As far as writing goes, it's quick and engaging and does a good job of creative multiple, convincing perspectives. John is a little hard to relate to just because of the extremity of his hatred towards his father. That said, his yearning for the comfort of faith and his inability to experience it is compelling. Speaking as an agnostic, I've had the experience myself: that bewilderment that results from understanding that there's a group of people that seems to get this great comfort out of something that continues to elude you, and that seems not only far-fetched, but, in fact, impossible.

Monday, November 15, 2010

Psychologically disturbed

Current book: The World According to Garp
Pages read: 285 - 437 (end)

Sorry to keep you waiting, loyal readers. It was a complex week that involved no working out, the aforementioned cold, and a very sick cat. All is now well (including the cat), working out has resumed, and, as you can see, I've finished this terrible, terrible book.

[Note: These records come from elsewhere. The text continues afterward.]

//! Stand-off merger (C2): partitions a flat text of length `L` into maximal
//! non-overlapping sub-ranges, each carrying the set of annotations that
//! cover it.

use std::collections::BTreeMap;

use crate::range::Range;
use crate::Annotation;

/// Merges every range of every annotation into a partition of `[0, L)`.
///
/// The returned map's keys partition `[0, L)` exactly; every key lists
/// exactly the annotations (in processing order) whose ranges cover it.
/// Processing order does not affect the resulting set of `(range, annotations)`
/// pairs (P-M1), only the order within `BTreeMap` iteration, which is always
/// sorted by range.
pub fn merge_ranges<'a>(
    length: usize,
    annotations: impl IntoIterator<Item = &'a Annotation>,
) -> BTreeMap<Range, Vec<&'a Annotation>> {
    let mut merged: BTreeMap<Range, Vec<&'a Annotation>> = BTreeMap::new();
    merged.insert(Range::new(0, length), Vec::new());

    for annotation in annotations {
        for target in annotation.merged_ranges() {
            apply_range(&mut merged, target, annotation);
        }
    }

    merged
}

/// Folds a single `(annotation, range)` pair into the partition map: finds
/// every key overlapping `target`, and for each either appends the
/// annotation (if the key is fully contained in `target`) or splits the key
/// into its disjoint remainder(s) plus the overlap.
fn apply_range<'a>(
    merged: &mut BTreeMap<Range, Vec<&'a Annotation>>,
    target: Range,
    annotation: &'a Annotation,
) {
    let affected: Vec<Range> = merged
        .keys()
        .filter(|key| key.overlap(&target).is_some())
        .copied()
        .collect();

    for key in affected {
        if target.contains(&key) {
            merged.get_mut(&key).expect("key just collected from map").push(annotation);
            continue;
        }

        let existing = merged.remove(&key).expect("key just collected from map");
        let overlap = key
            .overlap(&target)
            .expect("key was filtered for overlap with target");
        let remainders = key.disjoint_remainder(&target);

        for remainder in remainders {
            merged.insert(remainder, existing.clone());
        }

        let mut covered = existing;
        covered.push(annotation);
        merged.insert(overlap, covered);
    }
}

#[cfg(test)]
mod tests {
    use super::*;
    use crate::tagset::Tag;

    fn annotation(ranges: &[(usize, usize)]) -> Annotation {
        let mut anno = Annotation::new(Tag::new("tag", "jane"));
        anno.ranges = ranges.iter().map(|&(s, e)| Range::new(s, e)).collect();
        anno
    }

    fn keys_and_counts(map: &BTreeMap<Range, Vec<&Annotation>>) -> Vec<(Range, usize)> {
        map.iter().map(|(r, v)| (*r, v.len())).collect()
    }

    #[test]
    fn scenario_1_single_text_overlap() {
        let a = annotation(&[(2, 5)]);
        let b = annotation(&[(4, 8)]);
        let merged = merge_ranges(10, [&a, &b]);

        assert_eq!(
            keys_and_counts(&merged),
            vec![
                (Range::new(0, 2), 0),
                (Range::new(2, 4), 1),
                (Range::new(4, 5), 2),
                (Range::new(5, 8), 1),
                (Range::new(8, 10), 0),
            ]
        );
        assert!(merged[&Range::new(2, 4)].iter().any(|x| x.uuid == a.uuid));
        assert!(merged[&Range::new(4, 5)].iter().any(|x| x.uuid == a.uuid));
        assert!(merged[&Range::new(4, 5)].iter().any(|x| x.uuid == b.uuid));
        assert!(merged[&Range::new(5, 8)].iter().any(|x| x.uuid == b.uuid));
    }

    #[test]
    fn scenario_2_contained() {
        let a = annotation(&[(2, 8)]);
        let b = annotation(&[(4, 6)]);
        let merged = merge_ranges(10, [&a, &b]);

        assert_eq!(
            keys_and_counts(&merged),
            vec![
                (Range::new(0, 2), 0),
                (Range::new(2, 4), 1),
                (Range::new(4, 6), 2),
                (Range::new(6, 8), 1),
                (Range::new(8, 10), 0),
            ]
        );
    }

    #[test]
    fn scenario_3_multiple_noncontiguous_ranges() {
        let a = annotation(&[(0, 3), (6, 10)]);
        let merged = merge_ranges(10, [&a]);

        assert_eq!(
            keys_and_counts(&merged),
            vec![
                (Range::new(0, 3), 1),
                (Range::new(3, 6), 0),
                (Range::new(6, 10), 1),
            ]
        );
    }

    #[test]
    fn merger_output_partitions_full_length() {
        let a = annotation(&[(2, 5)]);
        let b = annotation(&[(4, 8)]);
        let merged = merge_ranges(10, [&a, &b]);

        let mut cursor = 0;
        for key in merged.keys() {
            assert_eq!(key.start, cursor);
            cursor = key.end;
        }
        assert_eq!(cursor, 10);
    }

    #[test]
    fn stability_adding_annotation_matching_existing_boundaries_only_appends() {
        let a = annotation(&[(2, 5)]);
        let mut merged = merge_ranges(10, [&a]);
        let before_keys: Vec<Range> = merged.keys().copied().collect();

        let b = annotation(&[(2, 5)]);
        apply_range(&mut merged, Range::new(2, 5), &b);

        let after_keys: Vec<Range> = merged.keys().copied().collect();
        assert_eq!(before_keys, after_keys);
        assert_eq!(merged[&Range::new(2, 5)].len(), 2);
    }
}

I don't even know how to conclude the plot. The rest of the book covers everyone's life until he or she dies, but to no great effect. The Garps have another child and Garp writes an incredibly sexually violent book which is very popular. Garp's mother is shot and killed by a violent anti-feminist. Eventually Garp is killed, as well, because of an article he wrote decrying an extremist feminist group. Their kids grow up, and the epilogue follows everyone through his or her eventual death.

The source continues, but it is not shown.